Se sospecha desde hace tiempo que Sinner pinta a uno de esos jugadores llamados a dejar huella, uno de esos talentos que apuntan a convertirse en una de esas máquinas cercanas a la perfección. Una suerte de Djokovic 2.0, pero antagónico en la puesta en escena. Su tenis es silencioso y a la vez violento, combina la delicadeza con esos petardazos que resuenan al golpear, y el ritmo de bola que impone cuando está inspirado es infernal. Es un diésel con dinamita. Se le resistía el último golpe de riñón, cruzar la línea, pero ya está aquí, con esos 22 años tan bien madurados, esa responsabilidad, ese compromiso y buen hacer propio de un veterano; ni una palabra más alta que otra; una ética diaria y una determinación a prueba de bombas. Quiere y se supera. Allá que va. Su ofensiva destiñe por completo a Nole durante más de una hora, por instantes desconocido, 15 errores no forzados en la primera manga y 14 en la segunda. Noticia la doble cifra. Lo más llamativo, lo errático del revés y la rebeldía tardía. Djokovic no está.

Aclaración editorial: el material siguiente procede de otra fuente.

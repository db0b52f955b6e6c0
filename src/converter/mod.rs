// src/converter/mod.rs
use std::ffi::OsString;
use std::path::{Path, PathBuf};

use serde::Serialize;

use crate::build::{self, has_extension, BuildContext};
use crate::config::Platform;
use crate::discovery;
use crate::error::ConvertError;
use crate::process::command_line;

#[derive(Debug, Clone, PartialEq, Eq, Serialize)]
pub struct ConversionJob {
    pub executable: PathBuf,
    pub hex: PathBuf,
}

impl ConversionJob {
    pub fn new(executable: &Path, hex: Option<&Path>, platform: Platform) -> Result<Self, ConvertError> {
        let executable = build::absolute(executable).map_err(ConvertError::Launch)?;
        let hex = match hex {
            Some(path) => build::absolute(path).map_err(ConvertError::Launch)?,
            None => default_hex(&executable, platform),
        };
        if hex == executable {
            return Err(ConvertError::SameAsInput(hex));
        }
        Ok(ConversionJob { executable, hex })
    }

    pub fn args(&self) -> Vec<OsString> {
        vec![
            "-O".into(),
            "ihex".into(),
            self.executable.clone().into(),
            self.hex.clone().into(),
        ]
    }
}

/// Same stem as the executable with `.hex`. Only the platform's own
/// executable extension is dropped; a bare Unix name keeps all its dots.
pub fn default_hex(executable: &Path, platform: Platform) -> PathBuf {
    let stem = match platform.executable_extension() {
        Some(ext) if has_extension(executable, ext) => executable.with_extension(""),
        _ => executable.to_path_buf(),
    };
    build::append_extension(&stem, "hex")
}

/// Turns an executable into an Intel HEX image with objcopy.
pub struct HexConverter<'a> {
    ctx: BuildContext<'a>,
}

impl<'a> HexConverter<'a> {
    pub fn new(ctx: BuildContext<'a>) -> Self {
        HexConverter { ctx }
    }

    /// Path of the HEX file, or `executable` itself when conversion is not
    /// possible. Failures are logged as warnings and never returned.
    pub fn convert(&self, executable: &Path, hex: Option<&Path>) -> PathBuf {
        match self.try_convert(executable, hex) {
            Ok(hex) => hex,
            Err(ConvertError::ToolNotFound) => {
                self.ctx.logger.log("Skipping HEX conversion: no objcopy tool found");
                executable.to_path_buf()
            }
            Err(e) => {
                self.ctx.logger.log(format!("Warning: {}", e));
                executable.to_path_buf()
            }
        }
    }

    pub fn try_convert(&self, executable: &Path, hex: Option<&Path>) -> Result<PathBuf, ConvertError> {
        let tool = discovery::find_converter(self.ctx.resolver, self.ctx.platform, self.ctx.logger)
            .ok_or(ConvertError::ToolNotFound)?;

        let job = ConversionJob::new(executable, hex, self.ctx.platform)?;
        let args = job.args();
        self.ctx
            .logger
            .log(format!("Convert command: {}", command_line(Path::new(&tool.name), &args)));

        let output = self
            .ctx
            .commands
            .run(&tool.path, &args)
            .map_err(ConvertError::Launch)?;

        if !output.success() {
            return Err(ConvertError::Failed { stderr: output.stderr });
        }

        if !job.hex.exists() {
            return Err(ConvertError::MissingOutput(job.hex));
        }

        self.ctx.logger.log(format!("HEX file written: {}", job.hex.display()));
        Ok(job.hex)
    }
}
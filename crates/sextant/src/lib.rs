//! Sextant - turns XML parser error reports into editor diagnostics.
//!
//! An XML parsing engine reports every problem as a message domain, a key,
//! format arguments, a severity and a location in its own tokenizer
//! coordinates. Sextant formats those reports, anchors them to a range in the
//! document, removes duplicates and decides when a fatal error has to stop
//! the parse.
//!
//! The [`reporter::ErrorReporter`] handles one report at a time and is meant to
//! be driven by the engine. [`DiagnosticPass`] replays a complete sequence of
//! error events against a document.

pub mod config;
pub mod error;
pub mod event;
pub mod family;
pub mod message;
pub mod reporter;

pub use error::{SextantError, XmlParseError};

use log::{debug, info};

use sextant_core::{DiagnosticList, TextDocument};

use config::AppConfig;
use event::ErrorEvent;
use family::AnyFamily;
use reporter::ErrorReporter;

/// Result of a [`DiagnosticPass`].
#[derive(Debug)]
pub struct PassOutcome {
    /// Diagnostics recorded during the pass, including the one for the error
    /// that aborted it.
    pub diagnostics: DiagnosticList,
    /// The fatal error that stopped the pass, if any.
    pub abort: Option<XmlParseError>,
}

impl PassOutcome {
    /// Returns `true` if a fatal error stopped the pass.
    pub fn is_aborted(&self) -> bool {
        self.abort.is_some()
    }
}

/// Replays the error events of one parse against a document.
///
/// # Examples
///
/// ```
/// use sextant::{DiagnosticPass, config::AppConfig};
/// use sextant::event::{ErrorEvent, ParserSeverity, RawLocation};
/// use sextant_core::TextDocument;
///
/// let document = TextDocument::new("<root>\n  <child>\n</root>");
/// let events = [ErrorEvent::new(
///     "http://www.w3.org/TR/1998/REC-xml-19980210",
///     "ETagRequired",
///     ParserSeverity::FatalError,
/// )
/// .with_arguments(["child"])
/// .with_location(RawLocation::new(24, 3, 8))];
///
/// let outcome = DiagnosticPass::new(AppConfig::default()).run(&document, events);
/// assert!(outcome.is_aborted());
/// assert_eq!(outcome.diagnostics.len(), 1);
/// ```
#[derive(Debug, Default)]
pub struct DiagnosticPass {
    config: AppConfig,
}

impl DiagnosticPass {
    /// Create a pass with the given configuration.
    pub fn new(config: AppConfig) -> Self {
        Self { config }
    }

    /// Report `events` in order until they are exhausted or one aborts the
    /// parse.
    pub fn run<I>(&self, document: &TextDocument, events: I) -> PassOutcome
    where
        I: IntoIterator<Item = ErrorEvent>,
    {
        let family = self.config.family();
        info!(family:%; "Reporting parser errors");

        let mut diagnostics = DiagnosticList::new();
        let mut reporter = ErrorReporter::new(
            document,
            &mut diagnostics,
            AnyFamily::from(family),
            self.config.reporter().clone(),
        );

        let mut reported = 0usize;
        let mut abort = None;
        for event in events {
            reported += 1;
            if let Err(err) = reporter.report(event) {
                abort = Some(err);
                break;
            }
        }

        debug!(reported; "Replayed error events");
        info!(
            diagnostics = diagnostics.len(),
            aborted = abort.is_some();
            "Reporting finished"
        );

        PassOutcome { diagnostics, abort }
    }
}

No hay alaridos esta vez, no se enzarza con el público. Aunque no falta algo de fuego: un raquetazo a un micro, una frase al árbitro: “¿Vas a decir algo o te vas a quedar ahí sentado y callado? ¿Quieres una taza de té?”. Pero en términos de juego, el rastro del guerrillero que se enciende con facilidad es mínimo. No puede. Chirría la respuesta. Todo lo abrasa Sinner. Ni los serbios ruidosos que tradicionalmente le arropan en Melbourne se rebelan, resignados esta vez, banderas a media asta. No les gusta nada lo que ven. Su chico a remolque, padeciendo y retorciéndose; ninguna tara en la firme propuesta del italiano, decidido este pese al pequeño lapsus del tercer set; ofreciendo todo un recital al resto frente a, precisamente, el gran maestro de la réplica. Ni un punto de rotura se granjea. Recibe un indulto en el tie break del tercero, bola de partido desperdiciada, pero de nada sirve la recompensa, mero crédito pasajero. En la recta final se diluye. Este no es Djokovic, inánime, sin fe. Su software echa humo, hiperventila el sistema. Y aquí está Sinner, el fantástico pelirrojo, una fabulosa noticia para el presente y profundamente convencido: es su hora, es el momento. Cada vez más afianzado, reclama ya con fuerza el primer plano.